*** Given records Section Begins ***
//! Flow state replay
//!
//! The state at a block is rebuilt from scratch on every query by walking the
//! forest depth-first, parents before children, and applying each block's
//! effect. The walk stops *before* the target block, so the snapshot never
//! includes the target's own effect. Nothing is cached between queries.
//!
//! The last `Ask` is tracked per branch: the IF-section and ELSE-section of a
//! condition and the body of each menu option start with no Ask. Dialog and
//! menu bodies share the scope around them.

use serde::{Deserialize, Serialize};
use std::ops::ControlFlow;

use crate::types::block::{Block, BlockId, ContainerKind};
use crate::types::command::CommandKind;
use crate::types::state::{CharacterState, FlowSeed, FlowState, VarValue};

#[cfg(test)]
mod tests;

/// Where a replay stops
#[derive(Debug, Clone, PartialEq, Eq, Serialize, Deserialize)]
#[serde(rename_all = "snake_case")]
pub enum StopAt {
    /// Stop right before this block
    Block(BlockId),
    /// Replay the whole forest
    End,
}

impl From<Option<BlockId>> for StopAt {
    fn from(id: Option<BlockId>) -> Self {
        id.map_or(Self::End, Self::Block)
    }
}

/// Replay `blocks` from `seed` until `stop`.
pub fn compute_flow_state(blocks: &[Block], stop: &StopAt, seed: &FlowSeed) -> FlowState {
    let mut replay = Replay {
        state: seed.initial_state(),
        scopes: vec![None],
        stop,
    };
    let reached = replay.section(blocks).is_break();
    if let StopAt::Block(id) = stop
        && !reached
    {
        log::debug!("flow replay: block '{id}' not found, returning end state");
    }

    let mut state = replay.state;
    state.last_ask_block_id = replay.scopes.pop().flatten();
    state.reached_target = reached;
    state
}

/// State right before block `id`.
pub fn state_at(blocks: &[Block], id: &BlockId, seed: &FlowSeed) -> FlowState {
    compute_flow_state(blocks, &StopAt::Block(id.clone()), seed)
}

/// State after the whole forest.
pub fn final_state(blocks: &[Block], seed: &FlowSeed) -> FlowState {
    compute_flow_state(blocks, &StopAt::End, seed)
}

struct Replay<'a> {
    state: FlowState,
    /// Last Ask per open branch, innermost last
    scopes: Vec<Option<BlockId>>,
    stop: &'a StopAt,
}

impl Replay<'_> {
    fn section(&mut self, blocks: &[Block]) -> ControlFlow<()> {
        for block in blocks {
            self.visit(block)?;
        }
        ControlFlow::Continue(())
    }

    fn visit(&mut self, block: &Block) -> ControlFlow<()> {
        if let StopAt::Block(target) = self.stop
            && target == &block.id
        {
            log::trace!("flow replay: stopped at '{target}'");
            return ControlFlow::Break(());
        }

        self.apply(block);

        let Some(kind) = block.container_kind() else {
            return ControlFlow::Continue(());
        };
        let (main, other) = block.branches();
        match kind {
            ContainerKind::Dialog | ContainerKind::Menu => self.section(main)?,
            ContainerKind::Option | ContainerKind::Condition => self.branch(main)?,
        }
        if block.else_index().is_some() {
            self.branch(other)?;
        }
        ControlFlow::Continue(())
    }

    /// Replay a section in a fresh Ask scope. On a stop the scope is left in
    /// place so the caller reads the Ask of the branch the target lives in.
    fn branch(&mut self, blocks: &[Block]) -> ControlFlow<()> {
        self.scopes.push(None);
        self.section(blocks)?;
        self.scopes.pop();
        ControlFlow::Continue(())
    }

    fn apply(&mut self, block: &Block) {
        let state = &mut self.state;
        match &block.command.kind {
            CommandKind::ShowCharacter {
                character, image, ..
            } if !character.is_empty() => {
                let entry = state
                    .characters
                    .entry(character.clone())
                    .or_insert_with(|| CharacterState::hidden(image.clone().unwrap_or_default()));
                entry.is_shown = true;
                if let Some(image) = image {
                    entry.current_image = image.clone();
                }
            }
            CommandKind::HideCharacter { character } => {
                if let Some(entry) = state.characters.get_mut(character) {
                    entry.is_shown = false;
                }
            }
            CommandKind::ChangeCharacter { character, image } if !character.is_empty() => {
                state
                    .characters
                    .entry(character.clone())
                    .or_insert_with(|| CharacterState::hidden(""))
                    .current_image = image.clone();
            }
            CommandKind::VariableSet { variable } if !variable.is_empty() => {
                state.semafori.insert(variable.clone(), true);
            }
            CommandKind::VariableReset { variable } if !variable.is_empty() => {
                state.semafori.insert(variable.clone(), false);
            }
            CommandKind::VariableSetTo { variable, value } if !variable.is_empty() => {
                state
                    .variables
                    .insert(variable.clone(), VarValue::from_literal(value));
            }
            CommandKind::Question { .. } => {
                if let Some(scope) = self.scopes.last_mut() {
                    *scope = Some(block.id.clone());
                }
            }
            _ => {}
        }
    }
}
*** Given records Section Ends ***
_Problem to solve_
If a line in the records above holds the string "false", copy it out.

_Response_
                    entry.is_shown = false;
                state.semafori.insert(variable.clone(), false);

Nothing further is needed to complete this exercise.